▶ [REQUIRED WORK]
Read through the listing and copy every line that contains the word "content".

▶ [INFORMATION GIVEN]
>>>>
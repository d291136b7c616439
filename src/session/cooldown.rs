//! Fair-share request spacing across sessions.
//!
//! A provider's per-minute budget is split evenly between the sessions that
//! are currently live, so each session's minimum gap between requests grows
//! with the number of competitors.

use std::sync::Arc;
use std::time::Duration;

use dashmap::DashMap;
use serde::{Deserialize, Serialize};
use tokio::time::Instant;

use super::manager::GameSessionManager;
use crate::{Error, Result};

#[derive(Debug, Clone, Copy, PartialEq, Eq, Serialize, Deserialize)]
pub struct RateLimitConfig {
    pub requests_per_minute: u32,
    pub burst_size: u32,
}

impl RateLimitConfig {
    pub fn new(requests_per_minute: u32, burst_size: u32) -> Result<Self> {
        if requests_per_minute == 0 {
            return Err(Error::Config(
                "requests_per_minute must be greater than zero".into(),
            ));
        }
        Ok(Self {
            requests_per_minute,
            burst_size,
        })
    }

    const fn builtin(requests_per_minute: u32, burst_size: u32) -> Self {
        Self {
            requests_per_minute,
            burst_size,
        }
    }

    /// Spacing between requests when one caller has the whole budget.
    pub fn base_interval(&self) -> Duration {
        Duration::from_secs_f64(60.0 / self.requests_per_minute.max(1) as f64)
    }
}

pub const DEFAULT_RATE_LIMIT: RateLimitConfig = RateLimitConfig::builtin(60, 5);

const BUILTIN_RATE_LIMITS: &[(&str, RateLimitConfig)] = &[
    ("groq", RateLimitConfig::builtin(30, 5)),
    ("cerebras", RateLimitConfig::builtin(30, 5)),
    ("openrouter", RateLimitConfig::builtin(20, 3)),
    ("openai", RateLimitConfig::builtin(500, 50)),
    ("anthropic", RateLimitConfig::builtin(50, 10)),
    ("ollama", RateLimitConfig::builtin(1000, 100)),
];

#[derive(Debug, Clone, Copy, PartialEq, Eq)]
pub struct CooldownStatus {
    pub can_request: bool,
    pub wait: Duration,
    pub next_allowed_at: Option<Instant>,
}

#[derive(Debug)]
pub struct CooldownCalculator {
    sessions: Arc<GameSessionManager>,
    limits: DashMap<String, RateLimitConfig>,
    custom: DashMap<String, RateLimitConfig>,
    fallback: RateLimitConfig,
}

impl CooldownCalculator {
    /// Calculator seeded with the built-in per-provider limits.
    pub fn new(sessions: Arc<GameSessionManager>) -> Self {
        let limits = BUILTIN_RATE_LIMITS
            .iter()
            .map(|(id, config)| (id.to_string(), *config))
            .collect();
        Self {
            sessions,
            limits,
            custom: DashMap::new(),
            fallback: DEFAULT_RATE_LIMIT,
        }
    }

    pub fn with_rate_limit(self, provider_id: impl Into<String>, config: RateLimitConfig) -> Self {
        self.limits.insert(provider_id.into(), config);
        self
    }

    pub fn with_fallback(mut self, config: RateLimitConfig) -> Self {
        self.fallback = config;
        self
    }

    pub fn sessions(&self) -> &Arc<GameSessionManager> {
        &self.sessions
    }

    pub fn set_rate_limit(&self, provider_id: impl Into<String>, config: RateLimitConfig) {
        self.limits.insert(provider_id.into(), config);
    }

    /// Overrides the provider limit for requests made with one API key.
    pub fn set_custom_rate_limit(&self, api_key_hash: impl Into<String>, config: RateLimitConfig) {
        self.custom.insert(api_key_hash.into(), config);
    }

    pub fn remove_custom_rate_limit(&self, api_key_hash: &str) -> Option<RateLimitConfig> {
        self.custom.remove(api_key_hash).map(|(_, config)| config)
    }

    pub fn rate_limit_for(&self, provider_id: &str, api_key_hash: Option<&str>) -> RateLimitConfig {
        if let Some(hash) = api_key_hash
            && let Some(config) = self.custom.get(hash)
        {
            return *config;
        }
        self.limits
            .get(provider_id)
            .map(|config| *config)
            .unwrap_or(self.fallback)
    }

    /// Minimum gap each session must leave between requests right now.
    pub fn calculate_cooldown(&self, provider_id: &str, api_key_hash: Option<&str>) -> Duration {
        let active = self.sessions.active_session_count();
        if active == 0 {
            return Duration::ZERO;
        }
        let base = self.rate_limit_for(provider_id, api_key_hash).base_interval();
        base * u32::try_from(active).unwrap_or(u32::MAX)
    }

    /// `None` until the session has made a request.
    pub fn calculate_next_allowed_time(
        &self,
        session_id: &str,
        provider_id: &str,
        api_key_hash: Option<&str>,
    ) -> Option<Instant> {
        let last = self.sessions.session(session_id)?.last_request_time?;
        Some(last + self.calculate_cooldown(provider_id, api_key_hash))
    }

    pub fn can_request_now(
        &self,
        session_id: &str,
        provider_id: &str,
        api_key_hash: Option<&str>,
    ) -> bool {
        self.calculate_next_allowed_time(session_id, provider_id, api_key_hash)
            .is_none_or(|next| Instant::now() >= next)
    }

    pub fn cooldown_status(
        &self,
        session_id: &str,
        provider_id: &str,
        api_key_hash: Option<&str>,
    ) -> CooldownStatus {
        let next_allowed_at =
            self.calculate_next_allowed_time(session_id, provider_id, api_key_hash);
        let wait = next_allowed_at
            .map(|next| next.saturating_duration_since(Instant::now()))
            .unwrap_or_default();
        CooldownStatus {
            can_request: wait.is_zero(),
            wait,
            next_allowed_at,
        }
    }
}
<<<<
>>>>
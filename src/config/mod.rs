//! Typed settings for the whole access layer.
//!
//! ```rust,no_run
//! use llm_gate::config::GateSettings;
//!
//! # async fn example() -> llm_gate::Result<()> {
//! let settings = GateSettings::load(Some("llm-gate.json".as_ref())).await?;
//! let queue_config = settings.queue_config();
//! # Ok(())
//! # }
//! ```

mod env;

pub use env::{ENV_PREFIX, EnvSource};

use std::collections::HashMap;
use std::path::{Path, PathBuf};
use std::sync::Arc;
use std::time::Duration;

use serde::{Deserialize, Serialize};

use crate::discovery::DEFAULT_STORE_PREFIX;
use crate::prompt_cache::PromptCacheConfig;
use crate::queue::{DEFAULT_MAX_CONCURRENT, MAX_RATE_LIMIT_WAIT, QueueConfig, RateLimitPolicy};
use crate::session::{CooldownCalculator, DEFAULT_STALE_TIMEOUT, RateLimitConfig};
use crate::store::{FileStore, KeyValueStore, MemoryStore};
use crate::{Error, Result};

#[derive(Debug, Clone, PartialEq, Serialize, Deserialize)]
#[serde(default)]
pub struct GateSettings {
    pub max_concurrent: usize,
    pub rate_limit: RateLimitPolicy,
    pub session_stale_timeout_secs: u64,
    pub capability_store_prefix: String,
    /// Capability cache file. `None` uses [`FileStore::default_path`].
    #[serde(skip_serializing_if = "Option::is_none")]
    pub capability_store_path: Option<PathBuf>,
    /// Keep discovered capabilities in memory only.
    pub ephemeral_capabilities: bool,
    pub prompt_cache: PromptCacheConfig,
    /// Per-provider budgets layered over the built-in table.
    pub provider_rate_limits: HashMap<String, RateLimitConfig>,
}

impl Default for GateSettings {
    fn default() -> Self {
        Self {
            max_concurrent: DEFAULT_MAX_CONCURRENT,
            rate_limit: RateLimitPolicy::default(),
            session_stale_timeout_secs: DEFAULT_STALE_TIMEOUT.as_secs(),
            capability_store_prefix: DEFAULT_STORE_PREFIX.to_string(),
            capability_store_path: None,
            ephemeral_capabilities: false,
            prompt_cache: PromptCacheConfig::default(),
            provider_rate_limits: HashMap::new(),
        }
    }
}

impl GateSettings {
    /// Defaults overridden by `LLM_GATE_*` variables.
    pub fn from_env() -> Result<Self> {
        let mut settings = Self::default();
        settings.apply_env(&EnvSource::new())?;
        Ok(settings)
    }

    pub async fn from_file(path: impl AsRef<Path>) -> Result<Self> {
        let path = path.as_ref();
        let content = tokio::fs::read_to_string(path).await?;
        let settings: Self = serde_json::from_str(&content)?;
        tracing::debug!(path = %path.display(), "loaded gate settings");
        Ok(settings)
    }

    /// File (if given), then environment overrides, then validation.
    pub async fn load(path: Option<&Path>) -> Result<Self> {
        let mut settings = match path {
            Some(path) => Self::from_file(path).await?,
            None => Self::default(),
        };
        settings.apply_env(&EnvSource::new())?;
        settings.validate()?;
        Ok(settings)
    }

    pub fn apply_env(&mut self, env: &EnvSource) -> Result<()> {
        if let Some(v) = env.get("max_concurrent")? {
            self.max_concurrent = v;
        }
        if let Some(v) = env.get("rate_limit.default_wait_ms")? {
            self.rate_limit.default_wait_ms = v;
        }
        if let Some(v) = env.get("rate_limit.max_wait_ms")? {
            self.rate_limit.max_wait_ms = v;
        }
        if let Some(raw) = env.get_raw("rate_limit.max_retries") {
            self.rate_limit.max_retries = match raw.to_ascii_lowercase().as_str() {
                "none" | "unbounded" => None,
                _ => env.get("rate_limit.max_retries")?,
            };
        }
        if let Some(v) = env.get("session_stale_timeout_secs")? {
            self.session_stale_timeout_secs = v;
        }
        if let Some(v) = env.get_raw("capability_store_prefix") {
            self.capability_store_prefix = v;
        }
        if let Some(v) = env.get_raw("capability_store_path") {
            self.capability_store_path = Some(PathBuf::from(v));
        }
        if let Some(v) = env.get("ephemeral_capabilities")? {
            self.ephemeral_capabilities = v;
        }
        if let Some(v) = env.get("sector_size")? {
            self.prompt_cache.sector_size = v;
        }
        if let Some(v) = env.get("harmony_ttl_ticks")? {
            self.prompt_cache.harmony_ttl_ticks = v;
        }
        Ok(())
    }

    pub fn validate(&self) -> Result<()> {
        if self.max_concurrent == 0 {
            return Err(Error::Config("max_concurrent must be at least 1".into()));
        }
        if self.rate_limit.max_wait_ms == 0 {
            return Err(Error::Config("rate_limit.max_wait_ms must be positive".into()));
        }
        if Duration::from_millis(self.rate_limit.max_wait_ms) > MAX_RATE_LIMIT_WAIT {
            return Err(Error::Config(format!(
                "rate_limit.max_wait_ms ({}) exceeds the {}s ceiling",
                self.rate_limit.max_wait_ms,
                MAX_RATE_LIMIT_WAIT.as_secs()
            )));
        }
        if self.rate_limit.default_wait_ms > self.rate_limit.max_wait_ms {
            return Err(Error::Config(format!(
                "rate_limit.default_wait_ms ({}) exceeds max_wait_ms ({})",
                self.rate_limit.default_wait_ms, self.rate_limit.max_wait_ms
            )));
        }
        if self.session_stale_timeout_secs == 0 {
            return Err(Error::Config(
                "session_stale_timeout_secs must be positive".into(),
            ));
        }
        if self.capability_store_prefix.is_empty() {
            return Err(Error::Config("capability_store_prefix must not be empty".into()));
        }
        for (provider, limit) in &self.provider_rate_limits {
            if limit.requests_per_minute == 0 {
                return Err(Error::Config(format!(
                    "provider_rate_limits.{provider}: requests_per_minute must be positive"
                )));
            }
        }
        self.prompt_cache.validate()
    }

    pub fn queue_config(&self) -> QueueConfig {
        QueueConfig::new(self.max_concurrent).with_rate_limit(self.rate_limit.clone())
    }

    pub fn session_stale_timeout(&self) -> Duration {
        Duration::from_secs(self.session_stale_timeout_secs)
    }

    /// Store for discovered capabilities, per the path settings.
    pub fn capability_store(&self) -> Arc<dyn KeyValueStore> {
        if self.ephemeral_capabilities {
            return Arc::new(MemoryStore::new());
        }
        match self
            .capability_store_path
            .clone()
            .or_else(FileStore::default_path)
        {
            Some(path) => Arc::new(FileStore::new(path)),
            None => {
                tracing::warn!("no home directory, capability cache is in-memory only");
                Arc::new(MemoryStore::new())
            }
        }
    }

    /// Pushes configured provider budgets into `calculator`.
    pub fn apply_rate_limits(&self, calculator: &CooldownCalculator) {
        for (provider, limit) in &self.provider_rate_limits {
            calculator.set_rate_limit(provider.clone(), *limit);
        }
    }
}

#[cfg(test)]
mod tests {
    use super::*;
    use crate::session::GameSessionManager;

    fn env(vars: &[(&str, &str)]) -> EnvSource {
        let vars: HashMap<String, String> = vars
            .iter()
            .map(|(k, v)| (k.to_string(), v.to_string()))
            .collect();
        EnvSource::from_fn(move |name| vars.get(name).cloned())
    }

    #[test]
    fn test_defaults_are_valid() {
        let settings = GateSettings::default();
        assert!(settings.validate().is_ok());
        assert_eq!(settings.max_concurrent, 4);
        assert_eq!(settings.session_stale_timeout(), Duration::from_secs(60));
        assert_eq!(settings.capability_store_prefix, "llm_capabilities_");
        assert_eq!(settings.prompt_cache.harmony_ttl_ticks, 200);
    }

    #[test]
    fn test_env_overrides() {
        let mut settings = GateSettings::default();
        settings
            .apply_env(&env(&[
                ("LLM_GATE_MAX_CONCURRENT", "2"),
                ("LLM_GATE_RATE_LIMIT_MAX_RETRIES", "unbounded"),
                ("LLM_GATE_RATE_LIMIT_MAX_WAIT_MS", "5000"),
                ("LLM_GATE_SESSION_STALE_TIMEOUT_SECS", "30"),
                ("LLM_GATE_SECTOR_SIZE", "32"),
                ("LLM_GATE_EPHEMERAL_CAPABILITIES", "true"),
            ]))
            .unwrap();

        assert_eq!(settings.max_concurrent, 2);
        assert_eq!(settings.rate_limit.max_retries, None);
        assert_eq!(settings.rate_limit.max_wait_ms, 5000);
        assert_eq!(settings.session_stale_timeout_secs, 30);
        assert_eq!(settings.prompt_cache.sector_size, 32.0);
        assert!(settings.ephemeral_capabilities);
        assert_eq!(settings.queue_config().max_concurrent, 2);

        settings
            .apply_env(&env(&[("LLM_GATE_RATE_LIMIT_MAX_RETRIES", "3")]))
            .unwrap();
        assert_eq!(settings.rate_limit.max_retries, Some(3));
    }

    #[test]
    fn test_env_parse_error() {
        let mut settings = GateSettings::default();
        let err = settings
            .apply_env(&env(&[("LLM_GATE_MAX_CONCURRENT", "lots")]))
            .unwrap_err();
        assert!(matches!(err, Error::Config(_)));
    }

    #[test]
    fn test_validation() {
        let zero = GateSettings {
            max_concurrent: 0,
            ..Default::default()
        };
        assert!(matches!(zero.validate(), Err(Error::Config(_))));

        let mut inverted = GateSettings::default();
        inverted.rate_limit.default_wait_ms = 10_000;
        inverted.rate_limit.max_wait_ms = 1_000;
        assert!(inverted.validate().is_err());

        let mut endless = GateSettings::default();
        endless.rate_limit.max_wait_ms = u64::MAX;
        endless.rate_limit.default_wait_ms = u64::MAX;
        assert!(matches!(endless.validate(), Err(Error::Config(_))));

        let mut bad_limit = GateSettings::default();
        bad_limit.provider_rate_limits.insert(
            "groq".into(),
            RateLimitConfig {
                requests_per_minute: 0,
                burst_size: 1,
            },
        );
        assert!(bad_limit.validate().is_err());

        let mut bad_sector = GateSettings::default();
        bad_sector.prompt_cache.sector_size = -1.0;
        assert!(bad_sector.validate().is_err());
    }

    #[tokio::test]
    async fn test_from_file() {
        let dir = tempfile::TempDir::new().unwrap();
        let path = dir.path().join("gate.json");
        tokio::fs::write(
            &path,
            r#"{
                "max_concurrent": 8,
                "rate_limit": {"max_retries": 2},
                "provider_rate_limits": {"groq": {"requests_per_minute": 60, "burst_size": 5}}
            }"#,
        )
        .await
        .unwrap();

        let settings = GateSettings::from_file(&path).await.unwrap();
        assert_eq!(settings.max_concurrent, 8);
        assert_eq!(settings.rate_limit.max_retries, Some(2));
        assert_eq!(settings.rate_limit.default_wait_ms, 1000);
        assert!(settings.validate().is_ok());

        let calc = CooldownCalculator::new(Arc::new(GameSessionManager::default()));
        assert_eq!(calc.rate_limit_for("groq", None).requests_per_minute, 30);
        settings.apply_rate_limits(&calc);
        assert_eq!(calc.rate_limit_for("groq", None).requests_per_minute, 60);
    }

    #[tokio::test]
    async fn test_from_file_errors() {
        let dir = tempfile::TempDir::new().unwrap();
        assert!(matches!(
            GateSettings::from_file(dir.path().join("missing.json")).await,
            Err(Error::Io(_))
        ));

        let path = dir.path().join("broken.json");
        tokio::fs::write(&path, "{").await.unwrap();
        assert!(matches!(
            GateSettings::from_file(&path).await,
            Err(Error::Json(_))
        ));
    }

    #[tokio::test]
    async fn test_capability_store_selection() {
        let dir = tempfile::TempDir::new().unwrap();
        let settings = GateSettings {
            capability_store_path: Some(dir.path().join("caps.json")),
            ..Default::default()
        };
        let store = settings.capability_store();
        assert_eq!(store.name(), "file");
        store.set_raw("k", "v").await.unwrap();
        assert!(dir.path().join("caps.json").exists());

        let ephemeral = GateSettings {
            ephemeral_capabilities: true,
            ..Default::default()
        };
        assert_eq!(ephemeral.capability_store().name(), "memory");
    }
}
<<<<
>>>>
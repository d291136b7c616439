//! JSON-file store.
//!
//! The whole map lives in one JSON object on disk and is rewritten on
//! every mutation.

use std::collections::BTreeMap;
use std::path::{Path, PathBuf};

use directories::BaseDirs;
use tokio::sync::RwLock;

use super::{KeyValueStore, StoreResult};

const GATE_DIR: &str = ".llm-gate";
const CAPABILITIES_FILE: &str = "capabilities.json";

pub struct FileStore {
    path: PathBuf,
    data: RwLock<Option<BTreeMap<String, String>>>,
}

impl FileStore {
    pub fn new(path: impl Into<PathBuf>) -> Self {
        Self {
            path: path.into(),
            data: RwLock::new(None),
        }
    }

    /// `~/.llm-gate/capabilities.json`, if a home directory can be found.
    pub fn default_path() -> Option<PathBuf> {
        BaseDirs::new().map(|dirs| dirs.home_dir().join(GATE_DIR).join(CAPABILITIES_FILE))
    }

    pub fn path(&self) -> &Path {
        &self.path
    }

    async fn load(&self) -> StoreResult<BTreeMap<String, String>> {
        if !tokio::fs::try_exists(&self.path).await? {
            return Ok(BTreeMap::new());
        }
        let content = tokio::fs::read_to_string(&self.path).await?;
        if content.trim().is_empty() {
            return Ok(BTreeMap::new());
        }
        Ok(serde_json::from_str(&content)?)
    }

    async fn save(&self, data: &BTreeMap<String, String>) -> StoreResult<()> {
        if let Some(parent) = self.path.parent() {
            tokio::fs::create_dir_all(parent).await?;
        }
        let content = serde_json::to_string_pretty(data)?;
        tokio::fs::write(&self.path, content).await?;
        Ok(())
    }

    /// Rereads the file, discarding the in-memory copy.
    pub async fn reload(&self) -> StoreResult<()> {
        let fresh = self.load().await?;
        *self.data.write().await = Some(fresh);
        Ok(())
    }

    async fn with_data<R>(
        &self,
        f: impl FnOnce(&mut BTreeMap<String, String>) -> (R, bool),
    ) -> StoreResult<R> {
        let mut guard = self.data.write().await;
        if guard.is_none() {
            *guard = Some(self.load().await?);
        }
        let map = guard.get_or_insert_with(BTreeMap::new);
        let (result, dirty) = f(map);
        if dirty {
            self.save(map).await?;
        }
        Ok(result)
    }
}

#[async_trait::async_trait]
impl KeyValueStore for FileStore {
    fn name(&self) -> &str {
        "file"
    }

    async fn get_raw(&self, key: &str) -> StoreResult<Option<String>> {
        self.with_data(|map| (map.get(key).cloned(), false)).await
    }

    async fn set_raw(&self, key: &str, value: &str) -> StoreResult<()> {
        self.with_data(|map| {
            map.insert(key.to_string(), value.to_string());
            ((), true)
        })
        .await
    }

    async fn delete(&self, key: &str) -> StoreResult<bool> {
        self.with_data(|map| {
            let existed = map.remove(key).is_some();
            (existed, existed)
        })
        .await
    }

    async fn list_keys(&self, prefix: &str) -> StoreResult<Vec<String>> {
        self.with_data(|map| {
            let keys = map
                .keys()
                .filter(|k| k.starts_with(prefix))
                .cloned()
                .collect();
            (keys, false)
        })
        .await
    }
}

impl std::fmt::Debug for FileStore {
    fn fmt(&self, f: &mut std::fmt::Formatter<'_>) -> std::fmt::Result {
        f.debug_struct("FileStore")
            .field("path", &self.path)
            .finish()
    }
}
<<<<
▶ [EXPECTED OUTPUT]
        let content = tokio::fs::read_to_string(path).await?;
        let settings: Self = serde_json::from_str(&content)?;
        let content = tokio::fs::read_to_string(&self.path).await?;
        if content.trim().is_empty() {
        Ok(serde_json::from_str(&content)?)
        let content = serde_json::to_string_pretty(data)?;
        tokio::fs::write(&self.path, content).await?;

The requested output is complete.